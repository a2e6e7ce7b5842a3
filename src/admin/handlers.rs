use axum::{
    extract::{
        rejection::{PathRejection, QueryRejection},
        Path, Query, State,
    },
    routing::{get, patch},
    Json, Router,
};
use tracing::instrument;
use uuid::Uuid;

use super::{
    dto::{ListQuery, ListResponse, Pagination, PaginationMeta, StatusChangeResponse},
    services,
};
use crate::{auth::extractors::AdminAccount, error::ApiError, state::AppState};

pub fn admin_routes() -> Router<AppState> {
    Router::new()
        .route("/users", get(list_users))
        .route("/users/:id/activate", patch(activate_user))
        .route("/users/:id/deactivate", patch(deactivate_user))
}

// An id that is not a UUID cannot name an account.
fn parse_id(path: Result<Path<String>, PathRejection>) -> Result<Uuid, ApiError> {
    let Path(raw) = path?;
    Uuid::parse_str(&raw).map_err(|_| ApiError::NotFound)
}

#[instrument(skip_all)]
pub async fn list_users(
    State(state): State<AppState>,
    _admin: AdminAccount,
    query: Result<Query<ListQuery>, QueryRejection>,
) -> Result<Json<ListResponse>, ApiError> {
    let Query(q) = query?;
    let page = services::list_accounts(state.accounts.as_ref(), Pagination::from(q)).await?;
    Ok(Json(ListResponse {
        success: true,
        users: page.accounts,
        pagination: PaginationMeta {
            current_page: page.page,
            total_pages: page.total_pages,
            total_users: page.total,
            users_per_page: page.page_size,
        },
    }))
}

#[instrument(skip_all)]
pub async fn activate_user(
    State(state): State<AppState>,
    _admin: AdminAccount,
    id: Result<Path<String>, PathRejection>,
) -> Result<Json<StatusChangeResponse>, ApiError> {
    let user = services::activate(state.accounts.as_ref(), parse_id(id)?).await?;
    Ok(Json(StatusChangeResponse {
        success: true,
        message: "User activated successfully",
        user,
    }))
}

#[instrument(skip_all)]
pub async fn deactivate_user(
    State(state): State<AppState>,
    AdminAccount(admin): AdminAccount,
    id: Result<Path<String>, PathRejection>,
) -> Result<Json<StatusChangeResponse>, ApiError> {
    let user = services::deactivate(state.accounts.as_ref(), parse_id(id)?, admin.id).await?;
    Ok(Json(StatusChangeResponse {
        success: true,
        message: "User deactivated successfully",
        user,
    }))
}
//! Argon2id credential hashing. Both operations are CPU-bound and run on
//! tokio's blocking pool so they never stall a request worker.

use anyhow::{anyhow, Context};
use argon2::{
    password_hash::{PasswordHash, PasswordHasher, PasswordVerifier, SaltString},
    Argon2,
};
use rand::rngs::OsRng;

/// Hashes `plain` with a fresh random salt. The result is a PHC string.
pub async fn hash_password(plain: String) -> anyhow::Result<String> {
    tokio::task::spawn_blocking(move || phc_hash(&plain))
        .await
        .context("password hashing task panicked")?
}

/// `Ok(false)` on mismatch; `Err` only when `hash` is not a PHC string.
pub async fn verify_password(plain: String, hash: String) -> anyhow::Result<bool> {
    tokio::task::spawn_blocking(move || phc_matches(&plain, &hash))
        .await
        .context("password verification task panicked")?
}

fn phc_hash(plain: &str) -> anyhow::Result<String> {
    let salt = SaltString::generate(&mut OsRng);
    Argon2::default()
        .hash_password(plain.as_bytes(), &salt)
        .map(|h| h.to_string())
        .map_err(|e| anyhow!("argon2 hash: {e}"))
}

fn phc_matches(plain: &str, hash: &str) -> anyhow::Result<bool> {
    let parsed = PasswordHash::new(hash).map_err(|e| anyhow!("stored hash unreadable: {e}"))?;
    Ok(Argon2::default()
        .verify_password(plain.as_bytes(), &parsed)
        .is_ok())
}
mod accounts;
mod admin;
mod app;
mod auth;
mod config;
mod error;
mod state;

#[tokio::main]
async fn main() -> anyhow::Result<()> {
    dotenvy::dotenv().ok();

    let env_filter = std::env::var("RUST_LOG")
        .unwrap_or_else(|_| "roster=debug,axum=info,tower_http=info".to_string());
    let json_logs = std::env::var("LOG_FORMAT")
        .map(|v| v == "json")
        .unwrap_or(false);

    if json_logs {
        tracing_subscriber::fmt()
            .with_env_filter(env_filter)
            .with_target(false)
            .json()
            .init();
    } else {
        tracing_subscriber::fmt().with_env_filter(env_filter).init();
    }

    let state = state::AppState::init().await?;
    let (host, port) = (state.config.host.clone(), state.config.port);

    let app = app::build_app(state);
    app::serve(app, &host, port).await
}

☆ ☆ ☆ ☆ ☆ ☆ ☆

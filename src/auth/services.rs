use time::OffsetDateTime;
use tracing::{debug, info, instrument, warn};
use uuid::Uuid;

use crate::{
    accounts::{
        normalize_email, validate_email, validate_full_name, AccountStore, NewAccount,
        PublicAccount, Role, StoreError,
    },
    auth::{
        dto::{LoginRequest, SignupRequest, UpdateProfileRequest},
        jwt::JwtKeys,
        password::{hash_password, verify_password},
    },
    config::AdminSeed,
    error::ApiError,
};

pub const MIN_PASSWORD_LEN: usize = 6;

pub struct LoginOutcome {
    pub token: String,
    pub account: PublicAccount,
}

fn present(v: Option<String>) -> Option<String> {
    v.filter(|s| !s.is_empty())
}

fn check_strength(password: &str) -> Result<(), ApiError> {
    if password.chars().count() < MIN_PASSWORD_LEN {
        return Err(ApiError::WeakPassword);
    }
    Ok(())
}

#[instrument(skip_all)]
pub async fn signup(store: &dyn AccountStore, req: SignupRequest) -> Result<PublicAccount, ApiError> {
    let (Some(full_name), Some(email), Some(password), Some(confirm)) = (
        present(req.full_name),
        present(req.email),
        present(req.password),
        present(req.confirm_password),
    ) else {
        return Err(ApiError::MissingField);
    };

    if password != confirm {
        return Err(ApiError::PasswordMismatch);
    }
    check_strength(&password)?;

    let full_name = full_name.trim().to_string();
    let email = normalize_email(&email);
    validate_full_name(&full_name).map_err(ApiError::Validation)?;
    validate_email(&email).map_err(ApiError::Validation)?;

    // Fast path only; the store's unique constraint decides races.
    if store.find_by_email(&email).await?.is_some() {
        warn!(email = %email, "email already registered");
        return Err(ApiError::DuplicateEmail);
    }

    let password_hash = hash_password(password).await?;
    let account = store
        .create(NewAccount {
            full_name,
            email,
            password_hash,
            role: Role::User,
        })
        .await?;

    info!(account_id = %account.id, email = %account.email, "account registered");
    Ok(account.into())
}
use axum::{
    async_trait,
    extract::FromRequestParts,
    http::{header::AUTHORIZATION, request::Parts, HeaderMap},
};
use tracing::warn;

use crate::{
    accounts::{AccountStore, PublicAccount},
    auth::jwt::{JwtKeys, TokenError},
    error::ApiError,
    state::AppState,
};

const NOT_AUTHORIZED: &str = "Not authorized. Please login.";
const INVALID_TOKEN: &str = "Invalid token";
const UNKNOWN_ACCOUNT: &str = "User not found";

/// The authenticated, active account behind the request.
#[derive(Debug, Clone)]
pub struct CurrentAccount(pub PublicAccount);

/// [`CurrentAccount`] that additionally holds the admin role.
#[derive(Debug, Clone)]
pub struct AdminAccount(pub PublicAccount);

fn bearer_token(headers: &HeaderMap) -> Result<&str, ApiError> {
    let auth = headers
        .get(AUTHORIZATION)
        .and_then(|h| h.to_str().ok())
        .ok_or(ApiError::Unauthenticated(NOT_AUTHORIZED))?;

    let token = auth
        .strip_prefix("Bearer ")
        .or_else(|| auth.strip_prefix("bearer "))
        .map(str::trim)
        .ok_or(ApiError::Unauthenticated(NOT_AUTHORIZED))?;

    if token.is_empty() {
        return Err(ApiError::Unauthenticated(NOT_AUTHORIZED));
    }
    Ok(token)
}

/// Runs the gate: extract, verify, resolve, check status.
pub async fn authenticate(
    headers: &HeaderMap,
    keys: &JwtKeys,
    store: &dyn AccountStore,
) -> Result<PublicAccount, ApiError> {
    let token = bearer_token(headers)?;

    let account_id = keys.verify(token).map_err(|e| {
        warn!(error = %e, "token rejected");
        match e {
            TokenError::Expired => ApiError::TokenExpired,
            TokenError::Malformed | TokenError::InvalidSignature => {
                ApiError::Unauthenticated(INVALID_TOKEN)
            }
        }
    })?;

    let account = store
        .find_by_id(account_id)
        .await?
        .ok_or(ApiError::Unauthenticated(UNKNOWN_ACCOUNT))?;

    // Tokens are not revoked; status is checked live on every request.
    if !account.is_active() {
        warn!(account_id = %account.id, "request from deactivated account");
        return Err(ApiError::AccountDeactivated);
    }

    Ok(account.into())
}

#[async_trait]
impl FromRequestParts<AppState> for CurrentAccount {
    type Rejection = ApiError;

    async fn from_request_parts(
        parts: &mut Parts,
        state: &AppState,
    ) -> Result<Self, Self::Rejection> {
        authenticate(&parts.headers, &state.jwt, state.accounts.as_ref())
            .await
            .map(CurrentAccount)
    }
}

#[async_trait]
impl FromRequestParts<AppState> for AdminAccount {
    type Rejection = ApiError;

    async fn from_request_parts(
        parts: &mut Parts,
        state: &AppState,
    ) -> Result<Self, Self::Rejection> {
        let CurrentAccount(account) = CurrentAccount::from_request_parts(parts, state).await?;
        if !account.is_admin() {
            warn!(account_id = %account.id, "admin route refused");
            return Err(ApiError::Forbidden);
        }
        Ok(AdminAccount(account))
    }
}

☆ ☆ ☆ ☆ ☆ ☆ ☆

§ Task statement
What do the lines above say from the one containing "repository a2e6e7ce7b5842a3" down to the one containing "name an account."? Return them exactly, both end lines included, and only them.

§ Exercise solution
repository a2e6e7ce7b5842a3
filename src/admin/handlers.rs
use axum::{
    extract::{
        rejection::{PathRejection, QueryRejection},
        Path, Query, State,
    },
    routing::{get, patch},
    Json, Router,
};
use tracing::instrument;
use uuid::Uuid;

use super::{
    dto::{ListQuery, ListResponse, Pagination, PaginationMeta, StatusChangeResponse},
    services,
};
use crate::{auth::extractors::AdminAccount, error::ApiError, state::AppState};

pub fn admin_routes() -> Router<AppState> {
    Router::new()
        .route("/users", get(list_users))
        .route("/users/:id/activate", patch(activate_user))
        .route("/users/:id/deactivate", patch(deactivate_user))
}

// An id that is not a UUID cannot name an account.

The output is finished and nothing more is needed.